Now that the US economy is totally dependent on trillions of dollars in stimulus and speculative gains reaped from the stimulus, there is no Real Economy left to pick up the pieces when the credit-stimulus-speculation bubbles all pop.
When economists speak of organic growth, they’re referring to growth that arises naturally from the expansion of population, advances in productivity gained from better training and wise investments and the fruits of innovation.
Organic growth doesn’t need constant stimulus, nor is it dependent on speculation. It doesn’t need to be juiced by central banks and government to function. In an economy that isn’t dependent on stimulus, the role of central banks is limited to being the lender of last resort in periodic financial crises, and government’s role is to serve the common good by funding what fosters the common good but isn’t profitable enough for private companies to pursue, for example, rural electrification and critical infrastructure.
Compare this Real Economy with the Artificial Economy we now have that is completely dependent on central bank and government stimulus and rampant speculation. If either the stimulus or speculation disappeared, the economy would collapse. Without constantly increasing monetary and fiscal stimulus, the asset bubbles inflated by stimulus would collapse.
Every decision in this stimulus-speculation-dependent economy is keyed off of Federal Reserve stimulus or federal spending guarantees. Consider the decision to buy or build a residence to live in or hold as an investment. This decision is now keyed to Federal Reserve manipulation–scrape away the sugar-coating and this is what it is–of mortgage rates and the market for mortgages (mortgage backed securities) and federal government backstops and guarantees.
Glance at the first chart below of the Fed’s “intervention” in the mortgage market: somehow the housing / mortgage market survived without the Fed owning any mortgage backed securities prior to 2009, but now the Fed must intervene to the tune of trillions of dollars to keep the housing / mortgage market from imploding.

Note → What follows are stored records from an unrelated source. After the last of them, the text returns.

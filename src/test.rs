use async_trait::async_trait;
use tokio::io::{AsyncReadExt, AsyncWriteExt, DuplexStream};

use crate::connection::{Connection, RequestNameFlags, RequestNameReply, SignalFilter};
use crate::error::ErrorKind;
use crate::message::{Call, Message, MessageKind, MethodResult, ERR_UNKNOWN_OBJECT};
use crate::object::Object;
use crate::value::Value;
use crate::wire::{self, ReadBuffer};

/// The daemon side of a connection, scripted by each test.
struct FakeBus {
    io: DuplexStream,
    buf: ReadBuffer,
    serial: u32,
}

impl FakeBus {
    /// Accept the credential byte and EXTERNAL authentication, answer
    /// `OK`, and await `BEGIN`.
    async fn accept(io: DuplexStream) -> Self {
        let mut bus = FakeBus { io, buf: ReadBuffer::new(), serial: 1000 };

        let auth = bus.read_line().await;
        let mut expected = String::from("\0AUTH EXTERNAL ");
        for digit in unsafe { libc::getuid() }.to_string().bytes() {
            expected.push_str(&format!("{:02x}", digit));
        }
        assert_eq!(auth, expected);

        bus.io
            .write_all(b"OK 0123456789abcdef0123456789abcdef\r\n")
            .await
            .unwrap();
        assert_eq!(bus.read_line().await, "BEGIN");
        bus
    }

    /// Accept plus the Hello exchange and the connection's internal
    /// name-tracking match registrations.
    async fn connect(io: DuplexStream) -> Self {
        let mut bus = Self::accept(io).await;

        let hello = bus.read_message().await;
        assert_eq!(hello.kind, MessageKind::MethodCall);
        assert_eq!(hello.member.as_deref(), Some("Hello"));
        assert_eq!(hello.destination.as_deref(), Some("org.freedesktop.DBus"));
        assert_eq!(hello.serial, 1);
        bus.reply_return(&hello, vec![Value::String(":1.42".into())]).await;

        for _ in 0..3 {
            let add = bus.read_message().await;
            assert_eq!(add.member.as_deref(), Some("AddMatch"));
            // the client never waits for these, but a real bus replies
            bus.reply_return(&add, vec![]).await;
        }
        bus
    }

    async fn read_line(&mut self) -> String {
        loop {
            if let Some(line) = self.buf.read_line().unwrap() {
                return line;
            }
            let mut chunk = [0u8; 1024];
            let n = self.io.read(&mut chunk).await.unwrap();
            assert!(n > 0, "client hung up");
            self.buf.extend(&chunk[..n]);
        }
    }

    async fn read_message(&mut self) -> Message {
        loop {
            if let Some(msg) = self.buf.read_message().unwrap() {
                return msg;
            }
            let mut chunk = [0u8; 1024];
            let n = self.io.read(&mut chunk).await.unwrap();
            assert!(n > 0, "client hung up");
            self.buf.extend(&chunk[..n]);
        }
    }

    async fn send(&mut self, mut msg: Message) -> u32 {
        self.serial += 1;
        msg.serial = self.serial;
        self.io
            .write_all(&wire::encode_message(&msg).unwrap())
            .await
            .unwrap();
        msg.serial
    }

    async fn reply_return(&mut self, to: &Message, body: Vec<Value>) {
        let msg = Message::method_return(to.serial, to.sender.as_deref(), body);
        self.send(msg).await;
    }
}

fn pair() -> (Connection, DuplexStream) {
    let (client_io, server_io) = tokio::io::duplex(65536);
    (Connection::with_transport(client_io), server_io)
}

#[tokio::test]
async fn connect_performs_handshake_and_hello() {
    let (conn, server_io) = pair();

    let (_bus, name) = tokio::join!(FakeBus::connect(server_io), conn.unique_name());
    assert_eq!(name.unwrap(), ":1.42");
}

#[tokio::test]
async fn request_name_becomes_primary_owner() {
    let (conn, server_io) = pair();

    let client = async {
        let flags = RequestNameFlags { do_not_queue: true, ..Default::default() };
        let reply = conn.request_name("com.example.App", flags).await.unwrap();
        assert_eq!(reply, RequestNameReply::PrimaryOwner);
        assert_eq!(conn.owned_names().await.unwrap(), vec!["com.example.App".to_owned()]);
    };
    let bus = async {
        let mut bus = FakeBus::connect(server_io).await;
        let request = bus.read_message().await;
        assert_eq!(request.member.as_deref(), Some("RequestName"));
        assert_eq!(request.body[0].as_str(), Some("com.example.App"));
        assert_eq!(request.body[1].as_u32(), Some(0x4));
        bus.reply_return(&request, vec![Value::Uint32(1)]).await;
        bus
    };
    tokio::join!(client, bus);
}

#[tokio::test]
async fn identical_subscriptions_share_one_match_rule() {
    let (conn, server_io) = pair();
    let filter = SignalFilter::new().interface("com.example.If").member("Sig");

    let client = async {
        let first = conn.subscribe_signals(filter.clone()).await.unwrap();
        let second = conn.subscribe_signals(filter.clone()).await.unwrap();

        // refcount 2 -> 1: the bus hears nothing
        drop(first);
        conn.get_id().await.unwrap();

        // refcount 1 -> 0: RemoveMatch goes out
        drop(second);
    };
    let bus = async {
        let mut bus = FakeBus::connect(server_io).await;

        let add = bus.read_message().await;
        assert_eq!(add.member.as_deref(), Some("AddMatch"));
        assert_eq!(
            add.body[0].as_str(),
            Some("type='signal',interface='com.example.If',member='Sig'")
        );
        bus.reply_return(&add, vec![]).await;

        // the second subscription and the first cancellation are both
        // silent; the next message is the synchronization call
        let get_id = bus.read_message().await;
        assert_eq!(get_id.member.as_deref(), Some("GetId"));
        bus.reply_return(&get_id, vec![Value::String("busid".into())]).await;

        let remove = bus.read_message().await;
        assert_eq!(remove.member.as_deref(), Some("RemoveMatch"));
        assert_eq!(remove.body[0].as_str(), add.body[0].as_str());
    };
    tokio::join!(client, bus);
}

#[tokio::test]
async fn signals_are_filtered_through_the_owner_cache() {
    let (conn, server_io) = pair();

    let client = async {
        let filter = SignalFilter::new()
            .sender("com.example.Svc")
            .interface("com.example.If")
            .member("Sig");
        let mut stream = conn.subscribe_signals(filter).await.unwrap();

        let first = stream.next().await.unwrap();
        assert_eq!(first.values[0].as_u32(), Some(1));
        // marker 2 came from :1.8 and must have been skipped
        let second = stream.next().await.unwrap();
        assert_eq!(second.values[0].as_u32(), Some(3));
        assert_eq!(second.sender.as_deref(), Some(":1.7"));
    };
    let bus = async {
        let mut bus = FakeBus::connect(server_io).await;

        // the well-known sender primes the owner cache in the background
        let lookup = bus.read_message().await;
        assert_eq!(lookup.member.as_deref(), Some("GetNameOwner"));
        assert_eq!(lookup.body[0].as_str(), Some("com.example.Svc"));
        bus.reply_return(&lookup, vec![Value::String(":1.7".into())]).await;

        let add = bus.read_message().await;
        assert_eq!(add.member.as_deref(), Some("AddMatch"));
        bus.reply_return(&add, vec![]).await;

        for (sender, marker) in [(":1.7", 1u32), (":1.8", 2), (":1.7", 3)] {
            let mut sig = Message::signal(
                None,
                "/com/example/obj",
                "com.example.If",
                "Sig",
                vec![Value::Uint32(marker)],
            );
            sig.sender = Some(sender.to_owned());
            bus.send(sig).await;
        }
    };
    tokio::join!(client, bus);
}

struct Echo;

#[async_trait]
impl Object for Echo {
    fn path(&self) -> &str {
        "/o"
    }

    async fn call(&mut self, call: &Call) -> MethodResult<Vec<Value>> {
        assert_eq!(call.interface.as_deref(), Some("com.x"));
        assert_eq!(call.member, "M");
        Ok(call.values.clone())
    }
}

#[tokio::test]
async fn inbound_call_reaches_the_registered_object() {
    let (conn, server_io) = pair();

    let client = async {
        conn.register_object(Box::new(Echo)).await.unwrap();
        conn.unique_name().await.unwrap();
    };
    let bus = async {
        let mut bus = FakeBus::connect(server_io).await;

        let mut call = Message::method_call(Some(":1.42"), "/o", Some("com.x"), "M", vec![Value::Uint32(42)]);
        call.sender = Some(":1.9".to_owned());
        let serial = bus.send(call).await;

        let reply = bus.read_message().await;
        assert_eq!(reply.kind, MessageKind::MethodReturn);
        assert_eq!(reply.reply_serial, Some(serial));
        assert_eq!(reply.destination.as_deref(), Some(":1.9"));
        assert_eq!(reply.body, vec![Value::Uint32(42)]);
    };
    tokio::join!(client, bus);
}

#[tokio::test]
async fn call_to_unregistered_path_is_unknown_object() {
    let (conn, server_io) = pair();

    let client = async {
        conn.unique_name().await.unwrap();
    };
    let bus = async {
        let mut bus = FakeBus::connect(server_io).await;

        let mut call = Message::method_call(Some(":1.42"), "/absent", Some("com.x"), "M", vec![]);
        call.sender = Some(":1.9".to_owned());
        let serial = bus.send(call).await;

        let reply = bus.read_message().await;
        assert_eq!(reply.kind, MessageKind::Error);
        assert_eq!(reply.error_name.as_deref(), Some(ERR_UNKNOWN_OBJECT));
        assert_eq!(reply.reply_serial, Some(serial));
    };
    tokio::join!(client, bus);
}

#[tokio::test]
async fn serials_are_consecutive_and_replies_are_correlated() {
    let (conn, server_io) = pair();

    let client = async {
        let (id, names) = tokio::join!(conn.get_id(), conn.list_names());
        assert_eq!(id.unwrap(), "busid");
        assert_eq!(names.unwrap(), vec!["org.freedesktop.DBus".to_owned()]);
    };
    let bus = async {
        let mut bus = FakeBus::connect(server_io).await;

        // Hello took serial 1 and the three AddMatch calls 2..4
        let get_id = bus.read_message().await;
        assert_eq!(get_id.member.as_deref(), Some("GetId"));
        assert_eq!(get_id.serial, 5);
        let list = bus.read_message().await;
        assert_eq!(list.member.as_deref(), Some("ListNames"));
        assert_eq!(list.serial, 6);

        // answer out of order: each reply must land with its own caller
        bus.reply_return(&list, vec![Value::from(vec!["org.freedesktop.DBus".to_owned()])])
            .await;
        bus.reply_return(&get_id, vec![Value::String("busid".into())]).await;
    };
    tokio::join!(client, bus);
}

#[tokio::test]
async fn remote_errors_surface_with_name_and_values() {
    let (conn, server_io) = pair();

    let client = async {
        let err = conn
            .call_method(Some("com.x"), "/o", Some("com.x.If"), "Boom", vec![])
            .await
            .unwrap_err();
        match err.kind() {
            ErrorKind::MethodError(e) => {
                assert_eq!(e.name, "com.x.Error.Bad");
                assert_eq!(e.message(), Some("nope"));
            }
            other => panic!("unexpected error kind {:?}", other),
        }
    };
    let bus = async {
        let mut bus = FakeBus::connect(server_io).await;
        let call = bus.read_message().await;
        assert_eq!(call.member.as_deref(), Some("Boom"));
        let error = Message::error("com.x.Error.Bad", call.serial, None, vec!["nope".into()]);
        bus.send(error).await;
    };
    tokio::join!(client, bus);
}

#[tokio::test]
async fn pending_calls_fail_when_the_transport_closes() {
    let (conn, server_io) = pair();

    let client = async {
        let err = conn.get_id().await.unwrap_err();
        assert!(matches!(err.kind(), ErrorKind::ConnectionClosed));
    };
    let bus = async {
        let mut bus = FakeBus::connect(server_io).await;
        let _call = bus.read_message().await;
        // hang up without answering
        drop(bus);
    };
    tokio::join!(client, bus);
}

#[tokio::test]
async fn close_releases_internal_rules_and_fails_later_operations() {
    let (conn, server_io) = pair();

    let client = async {
        conn.unique_name().await.unwrap();
        conn.close().await.unwrap();
        let err = conn.get_id().await.unwrap_err();
        assert!(matches!(err.kind(), ErrorKind::ConnectionClosed));
    };
    let bus = async {
        let mut bus = FakeBus::connect(server_io).await;
        for _ in 0..3 {
            let remove = bus.read_message().await;
            assert_eq!(remove.member.as_deref(), Some("RemoveMatch"));
        }
    };
    tokio::join!(client, bus);
}

#[tokio::test]
async fn name_events_reach_broadcast_listeners() {
    let (conn, server_io) = pair();

    let client = async {
        let mut acquired = conn.name_acquired();
        let mut lost = conn.name_lost();
        conn.unique_name().await.unwrap();

        assert_eq!(acquired.next().await.unwrap(), "com.example.App");
        assert_eq!(lost.next().await.unwrap(), "com.example.App");
        assert!(conn.owned_names().await.unwrap().is_empty());
    };
    let bus = async {
        let mut bus = FakeBus::connect(server_io).await;
        for member in ["NameAcquired", "NameLost"] {
            let mut sig = Message::signal(
                Some(":1.42"),
                "/org/freedesktop/DBus",
                "org.freedesktop.DBus",
                member,
                vec![Value::String("com.example.App".into())],
            );
            sig.sender = Some("org.freedesktop.DBus".to_owned());
            bus.send(sig).await;
        }
    };
    tokio::join!(client, bus);
}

All this stimulus is sold as “help” but it all ends up “helping” the wealthiest few at the expense of the bottom 90%. Look at the two charts below of the percentage of wealth held by the top 1% and the percentage of wealth held by the middle class, those households between 50% and 90% in terms of household income. Every new Fed / federal stimulus pushes the wealth of the 1% higher and the wealth of the middle class lower.
To those pushing the stimulus, the soaring wealth of the top 1% is “success” because that’s their circle of colleagues and pals. If we’re doing great, everyone must be doing great. Such is the hubris and denial olf our financial and political leadership.
You’ll notice three charts all display parabolic rises: the Fed balance sheet, federal debt and total debt. The primary form of stimulus is credit: expand the availability of credit and (until recently) make it cheaper to borrow by manipulating interest rates lower.
All this “free money” fueled a dependency on speculation for “growth,” a dependency that has hollowed out the economy. As a direct result of all this stimulus / credit, corporations have bought tens of thousands of homes as rentals, inflating another housing bubble. Investors have snapped up tens of thousands of dwellings to cash in on the short-term rental (AirBnB etc.) boom, effectively distorting the long-term rental markets and pushing rents higher.